Que le lecteur se rassure. Pour une fois, Big brother va prendre un solide uppercut dans les dents. En effet, nous présentons un document unique à la fin de cet article ; le seul texte expliquant les préparatifs et la mise en forme des travaux des B’nai B’rith : la thèse de Nathan Feinberg écrite en 1929 intitulée La question des minorités à la Conférence de la paix de 1919-1920 et l’action juive en faveur de la protection des minorités. Possédant le document original, nous estimons faire œuvre de salubrité publique en permettant la diffusion sur la toile de ce travail universitaire remarquable qui – de plus – est facile à lire. Bref, que tout le monde en profite.


Cependant, nous devons continuer sur notre lancée.

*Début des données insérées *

//! Strategy synthesis: the plan for comparing and hashing one type.
//!
//! The synthesizer classifies a type, lists its parts (fields in declaration
//! order, or the element / key / value / inner type of a specialized shape),
//! and validates every reachable type before anything is compiled. A type
//! that is already on the validation stack is a recursive reference and is
//! accepted as pending; its own synthesis decides whether it is valid.

use std::any::TypeId;

use rustc_hash::{FxHashMap, FxHashSet};

use crate::classify::{Classification, ShapeClassifier, TypeShape};
use crate::descriptor::{TypeDescriptor, TypeKind, TypeRef};
use crate::StructuralError;

/// Role of one part within its parent's plan.
#[derive(Clone, Copy, Debug, PartialEq, Eq)]
pub enum PartRole {
    /// Composite field, in declaration order.
    Field { name: &'static str, index: usize },
    /// Element of an array, list or sequence.
    Element,
    Key,
    Value,
    /// Content of a wrapper, option or reference.
    Inner,
}

/// One classified part of a plan.
#[derive(Clone, Debug, PartialEq, Eq)]
pub struct PartDescriptor {
    pub role: PartRole,
    pub ty: TypeRef,
    pub classification: Classification,
}

impl PartDescriptor {
    /// Field name, for composite fields.
    pub fn field_name(&self) -> Option<&'static str> {
        match self.role {
            PartRole::Field { name, .. } => Some(name),
            _ => None,
        }
    }
}

/// Synthesized plan for one closed type. Immutable once built.
#[derive(Clone, Debug, PartialEq, Eq)]
pub struct StrategyDescriptor {
    ty: TypeRef,
    classification: Classification,
    parts: Vec<PartDescriptor>,
}

impl StrategyDescriptor {
    #[inline]
    pub fn ty(&self) -> TypeRef {
        self.ty
    }

    #[inline]
    pub fn type_name(&self) -> &'static str {
        self.ty.name()
    }

    #[inline]
    pub fn classification(&self) -> Classification {
        self.classification
    }

    #[inline]
    pub fn shape(&self) -> TypeShape {
        self.classification.shape
    }

    pub fn parts(&self) -> &[PartDescriptor] {
        &self.parts
    }

    /// Composite fields in declaration order.
    pub fn fields(&self) -> impl Iterator<Item = &PartDescriptor> {
        self.parts
            .iter()
            .filter(|part| part.field_name().is_some())
    }

    /// First part with the given role.
    pub fn part(&self, role: PartRole) -> Option<&PartDescriptor> {
        self.parts.iter().find(|part| part.role == role)
    }
}

/// Builds and validates [`StrategyDescriptor`]s.
#[derive(Default)]
pub struct Synthesizer {
    classifier: ShapeClassifier,
    validated: FxHashMap<TypeId, Result<(), StructuralError>>,
    visiting: FxHashSet<TypeId>,
}

impl Synthesizer {
    pub fn new() -> Self {
        Self::default()
    }

    /// Synthesize the plan for `ty`, validating every reachable type.
    pub fn synthesize(&mut self, ty: &TypeRef) -> Result<StrategyDescriptor, StructuralError> {
        let classification = self.classifier.classify(ty)?;
        let descriptor = ty.describe();

        self.visiting.insert(ty.id());
        let parts = self.build_parts(&descriptor);
        self.visiting.remove(&ty.id());

        Ok(StrategyDescriptor {
            ty: *ty,
            classification,
            parts: parts?,
        })
    }

    fn build_parts(
        &mut self,
        descriptor: &TypeDescriptor,
    ) -> Result<Vec<PartDescriptor>, StructuralError> {
        let children: Vec<(PartRole, TypeRef)> = match descriptor.kind() {
            TypeKind::Scalar | TypeKind::Enumeration | TypeKind::Opaque => Vec::new(),
            TypeKind::Nullable(inner)
            | TypeKind::Transparent(inner)
            | TypeKind::Reference { target: inner, .. } => vec![(PartRole::Inner, *inner)],
            TypeKind::Array(element) | TypeKind::List(element) => {
                vec![(PartRole::Element, *element)]
            }
            TypeKind::Sequence(elements) => elements
                .iter()
                .map(|element| (PartRole::Element, *element))
                .collect(),
            TypeKind::Map { key, value } => {
                vec![(PartRole::Key, *key), (PartRole::Value, *value)]
            }
            TypeKind::Composite(fields) => fields
                .iter()
                .enumerate()
                .map(|(index, field)| {
                    (
                        PartRole::Field {
                            name: field.name,
                            index,
                        },
                        field.ty,
                    )
                })
                .collect(),
        };

        children
            .into_iter()
            .map(|(role, ty)| {
                let checked = self
                    .validate(&ty)
                    .and_then(|()| self.classifier.classify(&ty));
                match checked {
                    Ok(classification) => Ok(PartDescriptor {
                        role,
                        ty,
                        classification,
                    }),
                    Err(cause) => Err(StructuralError::Compilation {
                        type_name: descriptor.name(),
                        cause: Box::new(cause),
                    }),
                }
            })
            .collect()
    }

    /// Validate that `ty` and everything reachable from it can be compiled.
    fn validate(&mut self, ty: &TypeRef) -> Result<(), StructuralError> {
        if let Some(done) = self.validated.get(&ty.id()) {
            return done.clone();
        }
        if self.visiting.contains(&ty.id()) {
            tracing::trace!(type_name = ty.name(), "recursive type accepted as pending");
            return Ok(());
        }

        let result = self.synthesize(ty).map(|_| ());
        self.validated.insert(ty.id(), result.clone());
        result
    }
}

En effet, les B’nai B’rith n’hésitèrent pas à coopérer avec les mouvements pangermanistes dans les années 1920. En effet, sous l’égide du chancelier Gustav Stresemann, il se mit en place un « Congrès des nationalités » chargé de promouvoir l’émancipation des groupes ethniques en Europe en liaison avec la Société des Nations (SDN). Ce congrès exerça ses talents de 1925 à 1938 sous la direction d’Ewald Ammende. Ce dernier est l’auteur d’un ouvrage exceptionnel consistant à recenser dans les moindres détails tous les groupes ethniques en Europe centrale complété par une étude sur les Catalans et les Basques. Ce livre paru en 1931 est le fruit d’une coopération étroite entre dirigeants issus de différentes nationalités. Il est intéressant de noter qu’Ewald Ammende remercie le représentant juif, Léo Motzkin, chargé du chapitre consacré au judaïsme2. Or, c’est le même Léo Motzkin qui présidait le groupe de travail dans la rédaction du « Mémorandum » dans le cadre du Traité de Versailles et sous la direction des B’nai B’rith.


Au lendemain de la Seconde guerre mondiale, le « Congrès des nationalités » mua pour se transformer en une « Union fédéraliste des communautés ethniques européennes » (UFCE ou Föderalistische Union europäischen Volksgruppen, FUEV). En effet, c’est au Palais de Chaillot à Paris que le Breton Joseph Martray lança un Congrès, en avril 1949, en présence de nombreux groupes ethniques (Catalans, Frisons, Basques, …) et de divers hommes politiques européens dont un certain François Mitterrand3. Suite au succès de ce Congrès, il fut décidé de créer l’UFCE en novembre 1949 à Versailles afin de promouvoir l’idéal ethnique. C’est à partir de 1956 que les autorités politiques allemandes apportèrent leur soutien financier par l’intermédiaire de son ministère des Affaires étrangères4. L’UFCE se doit d’être connue car c’est elle qui est à l’origine des grands textes en faveur de la promotion de l’ethnicisme en Europe : la charte des langues régionales ou minoritaires et la convention-cadre pour la protection des minorités.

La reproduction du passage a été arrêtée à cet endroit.